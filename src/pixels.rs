use crate::canvas::{Grab, Rgb};

/// Physical LED wiring: `panels` side by side, each `columns_per_panel`
/// strands wide and `rows` tall. Strands are folded, so every other column
/// runs bottom-to-top.
#[derive(Debug, Clone, Copy, PartialEq, Eq)]
pub struct PanelLayout {
    pub panels: usize,
    pub columns_per_panel: usize,
    pub rows: usize,
    /// Pixels per OPC channel.
    pub channel_capacity: usize,
}

impl Default for PanelLayout {
    fn default() -> Self {
        Self {
            panels: 8,
            columns_per_panel: 5,
            rows: 10,
            channel_capacity: Self::OPC_CHANNEL_PIXELS,
        }
    }
}

impl PanelLayout {
    pub const OPC_CHANNEL_PIXELS: usize = 64;

    /// Width of the screen region to sample.
    pub fn capture_width(&self) -> usize {
        self.panels * self.columns_per_panel
    }

    pub fn capture_height(&self) -> usize {
        self.rows
    }

    pub fn pixel_count(&self) -> usize {
        self.capture_width() * self.rows
    }

    /// Source row read for logical `row` of sub-column `sub`.
    pub fn serpentine_row(&self, sub: usize, row: usize) -> usize {
        if sub % 2 == 1 {
            self.rows - 1 - row
        } else {
            row
        }
    }

    /// Screen coordinate feeding logical pixel (panel, sub, row).
    pub fn source_coord(&self, panel: usize, sub: usize, row: usize) -> (usize, usize) {
        (
            panel * self.columns_per_panel + sub,
            self.serpentine_row(sub, row),
        )
    }

    /// Walk panels, then sub-columns, then rows, in strand order.
    pub fn map(&self, grab: &Grab) -> Vec<Rgb> {
        let mut out = Vec::with_capacity(self.pixel_count());
        for panel in 0..self.panels {
            for sub in 0..self.columns_per_panel {
                for row in 0..self.rows {
                    let (x, y) = self.source_coord(panel, sub, row);
                    out.push(grab.get(x, y));
                }
            }
        }
        out
    }
}

/// Split samples into channel buffers of `capacity` pixels. The last buffer
/// is shorter when the samples do not divide evenly; it is not padded.
pub fn pack_channels(samples: &[Rgb], capacity: usize) -> Vec<Vec<Rgb>> {
    if capacity == 0 {
        return Vec::new();
    }
    samples.chunks(capacity).map(<[Rgb]>::to_vec).collect()
}
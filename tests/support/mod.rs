#![allow(dead_code)]

use pixelfade::canvas::{Canvas, Rgb};
use pixelfade::clip::{Clip, ClipLoader};
use pixelfade::error::ClipError;
use pixelfade::source::ClipSource;
use std::cell::RefCell;
use std::collections::HashMap;
use std::path::{Path, PathBuf};
use std::rc::Rc;

#[derive(Debug, Clone)]
pub struct FakeState {
    pub position: f32,
    pub duration: f32,
    pub paused: bool,
    pub playing: bool,
    pub loaded: bool,
    pub closed: bool,
    /// Position stops advancing while still reporting `playing`.
    pub frozen: bool,
    pub color: Rgb,
}

impl FakeState {
    pub fn new(duration: f32, color: Rgb) -> Self {
        Self {
            position: 0.0,
            duration,
            paused: true,
            playing: true,
            loaded: true,
            closed: false,
            frozen: false,
            color,
        }
    }
}

/// In-memory clip whose state stays observable after it is handed over.
#[derive(Clone)]
pub struct FakeClip(pub Rc<RefCell<FakeState>>);

impl FakeClip {
    pub fn new(duration: f32, color: Rgb) -> Self {
        Self(Rc::new(RefCell::new(FakeState::new(duration, color))))
    }

    pub fn state(&self) -> std::cell::Ref<'_, FakeState> {
        self.0.borrow()
    }

    pub fn state_mut(&self) -> std::cell::RefMut<'_, FakeState> {
        self.0.borrow_mut()
    }
}

impl Clip for FakeClip {
    fn is_loaded(&self) -> bool {
        self.0.borrow().loaded
    }

    fn is_playing(&self) -> bool {
        self.0.borrow().playing
    }

    fn set_paused(&mut self, paused: bool) {
        self.0.borrow_mut().paused = paused;
    }

    fn is_paused(&self) -> bool {
        self.0.borrow().paused
    }

    fn position(&self) -> f32 {
        self.0.borrow().position
    }

    fn set_position(&mut self, frac: f32) {
        let mut s = self.0.borrow_mut();
        s.position = frac;
        // Seeking back from the end resumes playback, like a real decoder.
        if frac < 1.0 {
            s.playing = true;
        }
    }

    fn duration(&self) -> f32 {
        self.0.borrow().duration
    }

    fn update(&mut self, dt: f32) {
        let mut s = self.0.borrow_mut();
        if s.paused || s.frozen || s.closed || !s.playing {
            return;
        }
        s.position += dt / s.duration;
        if s.position >= 1.0 {
            s.position = 1.0;
            s.playing = false;
        }
    }

    fn draw(&self, canvas: &mut Canvas, alpha: u8) {
        let c = self.0.borrow().color;
        canvas.blit_scaled(&[c.r, c.g, c.b, 255], 1, 1, alpha);
    }

    fn close(&mut self) {
        self.0.borrow_mut().closed = true;
    }
}

pub enum FakeFile {
    Clip { duration: f32, color: Rgb },
    Broken,
    NotLoaded,
}

/// Loader that hands out `FakeClip`s by path and remembers every instance.
#[derive(Clone, Default)]
pub struct FakeLoader {
    files: Rc<HashMap<PathBuf, (f32, Rgb, u8)>>,
    pub loaded: Rc<RefCell<Vec<(PathBuf, FakeClip)>>>,
}

impl FakeLoader {
    /// Build a source plus loader; files are named `clip00.mp4`, `clip01.mp4`, ...
    pub fn with_files(files: Vec<FakeFile>) -> (ClipSource, Self) {
        let mut map = HashMap::new();
        let mut paths = Vec::new();
        for (i, f) in files.into_iter().enumerate() {
            let path = PathBuf::from(format!("clips/clip{i:02}.mp4"));
            let entry = match f {
                FakeFile::Clip { duration, color } => (duration, color, 0),
                FakeFile::Broken => (0.0, Rgb::BLACK, 1),
                FakeFile::NotLoaded => (10.0, Rgb::BLACK, 2),
            };
            map.insert(path.clone(), entry);
            paths.push(path);
        }
        let loader = Self {
            files: Rc::new(map),
            loaded: Rc::new(RefCell::new(Vec::new())),
        };
        (ClipSource::from_paths(paths), loader)
    }

    pub fn uniform(count: usize, duration: f32) -> (ClipSource, Self) {
        Self::with_files(
            (0..count)
                .map(|i| FakeFile::Clip {
                    duration,
                    color: color_for(i),
                })
                .collect(),
        )
    }

    pub fn instances(&self) -> Vec<FakeClip> {
        self.loaded.borrow().iter().map(|(_, c)| c.clone()).collect()
    }

    pub fn last(&self) -> Option<FakeClip> {
        self.loaded.borrow().last().map(|(_, c)| c.clone())
    }
}

impl ClipLoader for FakeLoader {
    fn load(&mut self, path: &Path) -> Result<Box<dyn Clip>, ClipError> {
        let Some(&(duration, color, kind)) = self.files.get(path) else {
            return Err(ClipError::probe(path, "no such file"));
        };
        if kind == 1 {
            return Err(ClipError::probe(path, "not a video"));
        }
        let clip = FakeClip::new(duration, color);
        if kind == 2 {
            clip.state_mut().loaded = false;
        }
        self.loaded
            .borrow_mut()
            .push((path.to_path_buf(), clip.clone()));
        Ok(Box::new(clip))
    }
}

pub fn color_for(i: usize) -> Rgb {
    Rgb::new((i * 40 % 256) as u8, 100, (255 - i * 40 % 256) as u8)
}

● ● ● ● ● ● ●

Task item> Each line of the material that contains the string "FakeFile" has to be copied out.

Task answer>
pub enum FakeFile {
    pub fn with_files(files: Vec<FakeFile>) -> (ClipSource, Self) {
                FakeFile::Clip { duration, color } => (duration, color, 0),
                FakeFile::Broken => (0.0, Rgb::BLACK, 1),
                FakeFile::NotLoaded => (10.0, Rgb::BLACK, 2),
                .map(|i| FakeFile::Clip {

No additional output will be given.